When to consider gynaecological surgery

22 Aug 2021

When thinking about risk-reducing gynaecological surgery, it is important to know what’s involved and who can help you gather your facts. Your Family Cancer Clinic team can advise you about your level of risk and what age that increases. You can then make a plan by talking to a surgeon with expertise in gynaecological cancer risk management.

It’s helpful to speak with a psychologist about how you’re feeling about the pros and cons. Talking with other women who have faced similar questions can also help. If you wish to complete your family when risk-reducing surgery is also being recommended, it might be helpful to talk with a fertility specialist.

  • Risk-reducing bilateral salpingo-oophorectomy

Risk-reducing bilateral salpingo-oophorectomy (RR-SO) is the surgical removal of both fallopian tubes, and ovaries before an ovarian cancer has occurred. Both types of tissue are at increased risk in women with a family history of ovarian cancer or an ovarian cancer risk gene mutation.

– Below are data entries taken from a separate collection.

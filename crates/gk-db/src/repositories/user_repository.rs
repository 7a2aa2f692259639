use crate::{DbError, Result as DbErrorResult};

use gk_core::{Identity, RecentUser, Role, User};

use std::panic::Location;
use std::str::FromStr;

use chrono::{DateTime, Utc};
use error_location::ErrorLocation;
use sqlx::{Row, SqlitePool};

pub struct UserRepository {
    pool: SqlitePool,
}

impl UserRepository {
    pub fn new(pool: SqlitePool) -> Self {
        Self { pool }
    }

    /// Records a sighting of `identity`. First sighting inserts a fresh
    /// `Normal` row; later sightings refresh the profile columns only,
    /// overwriting with the incoming values (including `None`). Returns
    /// whether a row was created.
    ///
    /// Safe under concurrent calls: duplicate inserts are suppressed by
    /// the UNIQUE constraint on `identity`, not by application locking.
    pub async fn ensure_user(
        &self,
        identity: Identity,
        display_name: Option<&str>,
        handle: Option<&str>,
    ) -> DbErrorResult<bool> {
        let created_at = Utc::now().timestamp();

        let result = sqlx::query(
            r#"
              INSERT OR IGNORE INTO users (identity, display_name, handle, created_at)
              VALUES (?, ?, ?, ?)
              "#,
        )
        .bind(identity)
        .bind(display_name)
        .bind(handle)
        .bind(created_at)
        .execute(&self.pool)
        .await?;

        if result.rows_affected() > 0 {
            return Ok(true);
        }

        sqlx::query(
            r#"
              UPDATE users
              SET display_name = ?, handle = ?
              WHERE identity = ?
              "#,
        )
        .bind(display_name)
        .bind(handle)
        .bind(identity)
        .execute(&self.pool)
        .await?;

        Ok(false)
    }

    pub async fn find_by_identity(&self, identity: Identity) -> DbErrorResult<Option<User>> {
        let row = sqlx::query(
            r#"
              SELECT identity, display_name, handle, role, created_at
              FROM users
              WHERE identity = ?
              "#,
        )
        .bind(identity)
        .fetch_optional(&self.pool)
        .await?;

        row.map(|r| -> DbErrorResult<User> {
            let role: String = r.try_get("role")?;
            let created_at: i64 = r.try_get("created_at")?;

            Ok(User {
                identity: r.try_get("identity")?,
                display_name: r.try_get("display_name")?,
                handle: r.try_get("handle")?,
                role: decode_role(&role)?,
                created_at: DateTime::from_timestamp(created_at, 0).ok_or_else(|| {
                    DbError::Initialization {
                        message: "Invalid timestamp in users.created_at".to_string(),
                        location: ErrorLocation::from(Location::caller()),
                    }
                })?,
            })
        })
        .transpose()
    }

    pub async fn get_role(&self, identity: Identity) -> DbErrorResult<Option<Role>> {
        let role: Option<String> = sqlx::query_scalar(
            r#"
              SELECT role
              FROM users
              WHERE identity = ?
              "#,
        )
        .bind(identity)
        .fetch_optional(&self.pool)
        .await?;

        role.map(|r| decode_role(&r)).transpose()
    }

    /// Assigns `role` to a known identity. Returns `false` when the
    /// identity has never been seen; nothing is created in that case.
    pub async fn set_role(&self, identity: Identity, role: Role) -> DbErrorResult<bool> {
        let result = sqlx::query("UPDATE users SET role = ? WHERE identity = ?")
            .bind(role.as_str())
            .bind(identity)
            .execute(&self.pool)
            .await?;

        Ok(result.rows_affected() > 0)
    }

    /// Most recently created users first, at most `limit` rows.
    pub async fn list_recent(&self, limit: i64) -> DbErrorResult<Vec<RecentUser>> {
        let rows = sqlx::query(
            r#"
              SELECT identity, role, handle
              FROM users
              ORDER BY id DESC
              LIMIT ?
              "#,
        )
        .bind(limit)
        .fetch_all(&self.pool)
        .await?;

        rows.into_iter()
            .map(|r| -> DbErrorResult<RecentUser> {
                let role: String = r.try_get("role")?;

                Ok(RecentUser {
                    identity: r.try_get("identity")?,
                    role: decode_role(&role)?,
                    handle: r.try_get("handle")?,
                })
            })
            .collect::<DbErrorResult<Vec<_>>>()
    }
}

/// Every role read back goes through the closed parser: an
/// out-of-enumeration value in storage is a decode failure, never a
/// silently unranked user.
#[track_caller]
fn decode_role(value: &str) -> DbErrorResult<Role> {
    Role::from_str(value).map_err(|e| DbError::Initialization {
        message: format!("Invalid role in users.role: {}", e),
        location: ErrorLocation::from(Location::caller()),
    })
}
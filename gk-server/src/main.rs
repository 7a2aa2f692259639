pub mod api;
pub mod app_state;
pub mod error;
pub mod health;
pub mod logger;
pub mod routes;

#[cfg(test)]
mod tests;

pub use api::error::{ApiError, Result as ApiResult};
pub use app_state::AppState;

pub use crate::routes::build_router;

use gk_auth::AuthPolicy;
use gk_router::CommandRouter;

use std::error::Error;

use log::{error, info};
use tokio::net::TcpListener;

#[tokio::main]
async fn main() -> Result<(), Box<dyn Error>> {
    // Pick up GK_* overrides from a local .env, when present
    let _ = dotenvy::dotenv();

    // Load and validate configuration
    let config = gk_config::Config::load()?;
    config.validate()?;

    // Construct log file path if configured
    let log_file_path: Option<std::path::PathBuf> = if let Some(ref filename) = config.logging.file
    {
        let config_dir = gk_config::Config::config_dir()?;
        let log_dir = config_dir.join(&config.logging.dir);

        // Ensure log directory exists
        std::fs::create_dir_all(&log_dir)?;

        Some(log_dir.join(filename))
    } else {
        None
    };

    // Initialize logger (before any other logging)
    logger::initialize(config.logging.level, log_file_path, config.logging.colored)?;

    info!("Starting gk-server v{}", env!("CARGO_PKG_VERSION"));
    config.log_summary();

    // Initialize database pool
    let database_path = config.database_path()?;
    info!("Connecting to database: {}", database_path.display());

    let pool = gk_db::connect(&database_path).await?;
    info!("Database connection established");

    // Run migrations
    info!("Running database migrations...");
    gk_db::run_migrations(&pool).await?;
    info!("Migrations complete");

    // Build the command router around the configured owner
    let policy = AuthPolicy::new(config.bot.owner_id);
    let router = CommandRouter::new(pool.clone(), policy);

    // Build application state
    let app_state = AppState { pool, router };

    // Build router
    let app = build_router(app_state);

    // Create TCP listener
    let bind_addr = config.bind_addr();
    let listener = TcpListener::bind(&bind_addr).await?;

    // Get actual bound address (important when port is 0 / auto-assigned)
    let actual_addr = listener.local_addr()?;
    info!("Server listening on {}", actual_addr);

    // Start server with graceful shutdown on Ctrl+C
    info!("Server ready to accept requests");
    axum::serve(listener, app)
        .with_graceful_shutdown(async {
            match tokio::signal::ctrl_c().await {
                Ok(()) => info!("Received SIGINT (Ctrl+C), initiating graceful shutdown"),
                Err(e) => error!("Failed to listen for SIGINT: {}", e),
            }
        })
        .await?;

    info!("Graceful shutdown complete");
    Ok(())
}
#![allow(dead_code)]

//! Test infrastructure shared by the gk-db integration tests

pub mod test_db;

pub use test_db::create_test_pool;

RR-SO is the most effective way to reduce risk in these tissues, to levels of less than 5%. There is no effective way to screen for ovarian or fallopian tube cancer. Risk-reducing surgery is usually recommended at around age 40 years, as risk before then is low. Sometimes, removal of the uterus (hysterectomy) may be done at the same time. This might be considered in specific situations, for example, if you have uterine problems that are causing symptoms. 

Uterine cancer risk is not increased by a family history of breast or ovarian cancer or a breast-ovarian cancer gene mutation. Adding hysterectomy to the RR-SO makes this a bigger operation with some increased risk of complications and longer recovery time.

Removal of the Fallopian tubes alone (salpingectomies) is not an adequate long term cancer risk reduction treatment. If you have had your Fallopian tubes removed and have a high ovarian cancer risk (because of a family history of ovarian cancer or a mutation), you may still be advised to have her ovaries removed.

  • What about side effects of a risk-reducing salpingo-oophorectomy?

Once the ovaries are removed, there is only a small amount of oestrogen still made outside the ovaries, in other tissues. This means that you will be in menopause, but it is not possible to predict who will have symptoms and who will not. It is important to know that there are options to manage symptoms, including hormone replacement. So far, it seems that HRT used for a few years in a woman who has had RR-SO before age 50 does not increase breast cancer risk. 

Advice on HRT may vary with the woman’s level of breast risk, whether she has had breast risk-reducing surgery, the type of HRT and the number of years it is used. HRT can help manage symptoms of menopause, in particular, hot flushes. Other benefits of HRT include protection against osteoporosis. There are other medications that can assist with symptoms and there are specialist menopause clinics and other resources (such as jeanhailes.org.au).

You can still have a healthy, vigorous life after risk-reducing gynaecological surgery, but it is important to know how you can deal with any side effects if they happen.

  • How is the surgery done?

In most cases, the surgery can be performed using laparoscopic (keyhole) surgery. This involves three to four small (1-2cm) incisions (cuts) in the abdomen skin (tummy) which are closed with a stitch or surgical tape. This form of surgery usually involves staying in hospital overnight and going home the next day.

In some situations, an open operation through a larger incision (laparotomy) will be recommended. Your surgeon will discuss this with you prior to the surgery. After the surgery, there will be some pain in the abdominal (tummy) wall, that may feel like a torn muscle. Less commonly, there is pain in the shoulder which is because of the abdominal lining being irritated, but this will usually go within 24 hours. For most women, any pain is usually well controlled with regular paracetamol and an anti-inflammatory medication such as ibuprofen for 2 to 5 days.

Occasionally a stronger pain medication such as codeine or oxycodone may be required for one to two days. If you have severe pain that is not controlled by these types of medication, contact your surgeon or the hospital, so they can investigate the cause and manage it. 

You should be mobile and able to do your normal living activities when you leave the hospital. You will be unable to do strenuous activity such as heavy lifting, driving or going to the gym for about one week. You can usually resume light gym activity and return to work after about seven to 10 days, but you will need to be guided by your surgeon.

Recovery time will be longer if your operation was not done laparoscopically.

  • What about follow up?

A follow-up appointment is usually arranged for about six weeks after surgery. Before discharge from hospital, make sure you confirm with your surgeon when and how the pathology results from your operation will be given to you. The tissue that is removed is sent to a laboratory after surgery to make sure that no ovarian cancer was already present (which is very uncommon). It is important the tissue is checked carefully by an expert pathologist.